Die TCM ist weniger ein „alternatives Heilverfahren“ als vielmehr ein umfassendes philosophisches System, das Gesundheit als dynamisches Gleichgewicht versteht. Ihr Menschenbild ist integrativ: Körper, Geist und Umwelt sind untrennbar verbunden.

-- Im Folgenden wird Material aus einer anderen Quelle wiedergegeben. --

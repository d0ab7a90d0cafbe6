use std::str::FromStr;

use anyhow::{anyhow, Context};
use serde_json::json;
use uuid::Uuid;

#[derive(Clone, Debug, Eq, PartialEq, thiserror::Error)]
pub enum Error {
    #[error("Unknown error: {0}")]
    Unknown(String),

    #[error("Permission denied")]
    PermissionDenied,

    #[error("Not found {0}")]
    NotFound(Uuid),

    #[error("Uuid already used {0}")]
    UuidAlreadyUsed(Uuid),

    #[error("Name already used {0}")]
    NameAlreadyUsed(String),

    #[error("Null byte in string is not allowed {0:?}")]
    NullByteInString(String),

    #[error("Invalid character in name {0:?}")]
    InvalidName(String),

    #[error("Invalid student id {0:?}")]
    InvalidStudentId(String),

    #[error("Title must not be empty")]
    EmptyTitle,

    #[error("Content must not be empty")]
    EmptyContent,

    #[error("Score must be between 1 and 5, got {0}")]
    InvalidScore(u8),

    #[error("Parent comment {0} is not in the same thread")]
    ParentNotInThread(Uuid),

    #[error("Number of days must be positive, got {0}")]
    InvalidDays(i64),

    #[error("End date is before start date")]
    InvalidDateRange,

    #[error("Cannot delete the currently logged-in user")]
    CannotDeleteSelf,

    #[error("Rating {0} is no longer active")]
    InactiveRating(Uuid),
}

impl Error {
    pub fn status_code(&self) -> http::StatusCode {
        use http::StatusCode;
        match self {
            Error::Unknown(_) => StatusCode::INTERNAL_SERVER_ERROR,
            Error::PermissionDenied => StatusCode::FORBIDDEN,
            Error::NotFound(_) => StatusCode::NOT_FOUND,
            Error::UuidAlreadyUsed(_) => StatusCode::CONFLICT,
            Error::NameAlreadyUsed(_) => StatusCode::CONFLICT,
            Error::NullByteInString(_) => StatusCode::BAD_REQUEST,
            Error::InvalidName(_) => StatusCode::BAD_REQUEST,
            Error::InvalidStudentId(_) => StatusCode::BAD_REQUEST,
            Error::EmptyTitle => StatusCode::BAD_REQUEST,
            Error::EmptyContent => StatusCode::BAD_REQUEST,
            Error::InvalidScore(_) => StatusCode::BAD_REQUEST,
            Error::ParentNotInThread(_) => StatusCode::BAD_REQUEST,
            Error::InvalidDays(_) => StatusCode::BAD_REQUEST,
            Error::InvalidDateRange => StatusCode::BAD_REQUEST,
            Error::CannotDeleteSelf => StatusCode::BAD_REQUEST,
            Error::InactiveRating(_) => StatusCode::GONE,
        }
    }

    pub fn contents(&self) -> Vec<u8> {
        serde_json::to_vec(&match self {
            Error::Unknown(msg) => json!({
                "message": msg,
                "type": "unknown",
            }),
            Error::PermissionDenied => json!({
                "message": "permission denied",
                "type": "permission-denied",
            }),
            Error::NotFound(u) => json!({
                "message": "not found",
                "type": "not-found",
                "uuid": u,
            }),
            Error::UuidAlreadyUsed(u) => json!({
                "message": "uuid conflict",
                "type": "conflict-uuid",
                "uuid": u,
            }),
            Error::NameAlreadyUsed(n) => json!({
                "message": "name already used",
                "type": "conflict-name",
                "name": n,
            }),
            Error::NullByteInString(s) => json!({
                "message": "there was a null byte in argument string",
                "type": "null-byte",
                "string": s,
            }),
            Error::InvalidName(n) => json!({
                "message": "there was an invalid character in a user name",
                "type": "invalid-name",
                "name": n,
            }),
            Error::InvalidStudentId(s) => json!({
                "message": "student ids are 1 to 10 digits",
                "type": "invalid-student-id",
                "string": s,
            }),
            Error::EmptyTitle => json!({
                "message": "title must not be empty",
                "type": "empty-title",
            }),
            Error::EmptyContent => json!({
                "message": "content must not be empty",
                "type": "empty-content",
            }),
            Error::InvalidScore(s) => json!({
                "message": "score must be between 1 and 5",
                "type": "invalid-score",
                "score": s,
            }),
            Error::ParentNotInThread(u) => json!({
                "message": "parent comment belongs to another thread",
                "type": "parent-not-in-thread",
                "uuid": u,
            }),
            Error::InvalidDays(d) => json!({
                "message": "number of days must be positive",
                "type": "invalid-days",
                "days": d,
            }),
            Error::InvalidDateRange => json!({
                "message": "end date is before start date",
                "type": "invalid-date-range",
            }),
            Error::CannotDeleteSelf => json!({
                "message": "cannot delete the currently logged-in user",
                "type": "cannot-delete-self",
            }),
            Error::InactiveRating(u) => json!({
                "message": "rating is no longer active",
                "type": "inactive-rating",
                "uuid": u,
            }),
        })
        .expect("serializing error")
    }

    pub fn parse(body: &[u8]) -> anyhow::Result<Error> {
        let data: serde_json::Value =
            serde_json::from_slice(body).context("parsing error contents")?;
        let uuid = |what: &str| {
            data.get("uuid")
                .and_then(|uuid| uuid.as_str())
                .and_then(|uuid| Uuid::from_str(uuid).ok())
                .ok_or_else(|| anyhow!("error is {what} without a proper uuid"))
        };
        let string = |field: &str, what: &str| {
            data.get(field)
                .and_then(|s| s.as_str())
                .map(String::from)
                .ok_or_else(|| anyhow!("error is {what} without a {field}"))
        };
        let int = |field: &str, what: &str| {
            data.get(field)
                .and_then(|s| s.as_i64())
                .ok_or_else(|| anyhow!("error is {what} without a {field}"))
        };
        Ok(
            match data
                .get("type")
                .and_then(|t| t.as_str())
                .ok_or_else(|| anyhow!("error type is not a string"))?
            {
                "unknown" => Error::Unknown(String::from(
                    data.get("message")
                        .and_then(|msg| msg.as_str())
                        .unwrap_or(""),
                )),
                "permission-denied" => Error::PermissionDenied,
                "not-found" => Error::NotFound(uuid("a not-found")?),
                "conflict-uuid" => Error::UuidAlreadyUsed(uuid("a uuid conflict")?),
                "conflict-name" => Error::NameAlreadyUsed(string("name", "a name conflict")?),
                "null-byte" => {
                    Error::NullByteInString(string("string", "a null-byte-in-string")?)
                }
                "invalid-name" => Error::InvalidName(string("name", "an invalid name")?),
                "invalid-student-id" => {
                    Error::InvalidStudentId(string("string", "an invalid student id")?)
                }
                "empty-title" => Error::EmptyTitle,
                "empty-content" => Error::EmptyContent,
                "invalid-score" => Error::InvalidScore(
                    u8::try_from(int("score", "an invalid score")?)
                        .context("invalid score does not fit in a u8")?,
                ),
                "parent-not-in-thread" => {
                    Error::ParentNotInThread(uuid("a parent-not-in-thread")?)
                }
                "invalid-days" => Error::InvalidDays(int("days", "an invalid day count")?),
                "invalid-date-range" => Error::InvalidDateRange,
                "cannot-delete-self" => Error::CannotDeleteSelf,
                "inactive-rating" => Error::InactiveRating(uuid("an inactive rating")?),
                _ => return Err(anyhow!("error contents has unknown type")),
            },
        )
    }
}

#[cfg(test)]
mod tests {
    use super::*;

    #[test]
    fn errors_survive_the_wire() {
        let u = Uuid::new_v4();
        for err in [
            Error::PermissionDenied,
            Error::NotFound(u),
            Error::NameAlreadyUsed(String::from("alice")),
            Error::InvalidScore(9),
            Error::InvalidDays(-3),
            Error::InactiveRating(u),
        ] {
            assert_eq!(Error::parse(&err.contents()).unwrap(), err);
        }
    }

    #[test]
    fn unknown_type_is_rejected() {
        assert!(Error::parse(br#"{"type": "nope"}"#).is_err());
        assert!(Error::parse(b"not json").is_err());
    }

    #[test]
    fn status_codes() {
        assert_eq!(
            Error::NotFound(Uuid::nil()).status_code(),
            http::StatusCode::NOT_FOUND
        );
        assert_eq!(
            Error::PermissionDenied.status_code(),
            http::StatusCode::FORBIDDEN
        );
    }
}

Mein persönliches Verständnis zum Verhältnis zwischen der chinesischen und unserer westlichen Kultur:

Für mich ist es von großer Bedeutung, die Weisheit sowohl westlicher als auch fernöstlicher Traditionen in Einklang zu bringen und dabei auch die spirituelle Tiefe des westlich spirituellen Denkens neu zu entdecken und zu verbinden.

Die verschiedenen Formen des Qi Gong – wie die 18 Bewegungen (Shi Ba Shi), die Acht Brokate (Ba Duan Jin) oder das Spiel der fünf Tiere (Wu Qin Xi) – sind Ausdruck einer achtsamen Hinwendung zur Natur.

Aus der stillen Beobachtung ihres Rhythmus und ihrer Gesetzmäßigkeiten sind heilsame Übungen entstanden, die Körper, Geist und Seele in Harmonie bringen können. In der Traditionellen Chinesischen Medizin (TCM) wird diese Verbundenheit besonders deutlich: Mensch, Natur und Kosmos werden als eine lebendige Einheit verstanden.

Dieser ganzheitliche Blick berührt mich tief. Auch wenn er unserem westlichen Denken zunächst fremd erscheinen mag, liegt in ihm eine Wahrheit, die wir vielleicht etwas aus dem Blick verloren haben.

Wir sind nicht getrennt von der Natur – wir sind ein Teil von ihr.

Gerade in einer Zeit, in der die Ressourcen unserer Erde immer mehr spürbar begrenzt sind, wird dieses Bewusstsein immer wichtiger.

Ein achtsamer und respektvoller Umgang mit allem Leben ist keine Option mehr, sondern eine Notwendigkeit. Der fortschreitende Raubbau an der Natur zeigt uns deutlich, wie sehr wir aus dem Gleichgewicht geraten sind – und wie dringend wir eingeladen sind, wieder in Einklang zu kommen.

Vielleicht liegt ein Schlüssel darin, dass wir uns öffnen – für die Weisheit anderer Kulturen, für die fernöstlichen Traditionen ebenso wie für die indigenen Völker dieser Erde, die seit jeher in tiefer Verbundenheit mit dem Leben stehen.

Auch unser westliches, religiös geprägtes Denken darf dabei neu betrachtet werden. Worte wie „Macht euch die Erde untertan“ wurden oft missverstanden und haben zu einer Haltung beigetragen, die eher von Trennung als von Verbundenheit geprägt ist. Doch in ihrem Ursprung tragen auch diese Traditionen eine tiefe spirituelle Wahrheit in sich – eine Einladung zur Verantwortung, nicht zur Herrschaft.

Vielleicht sind wir heute mehr denn je aufgerufen, uns daran zu erinnern, dass Verschiedenheit der Kulturen nicht zur Abgrenzung gedacht ist, sondern zur Ergänzung. In einem Geist von Achtsamkeit, Mitgefühl und gegenseitigem Respekt kann ein neues Miteinander entstehen.

Nur gemeinsam, im Bewusstsein unserer Verbundenheit, werden wir die Herausforderungen dieser Zeit meistern und einen Weg finden, der das Leben in seiner ganzen Vielfalt und Schönheit achtet und bewahrt.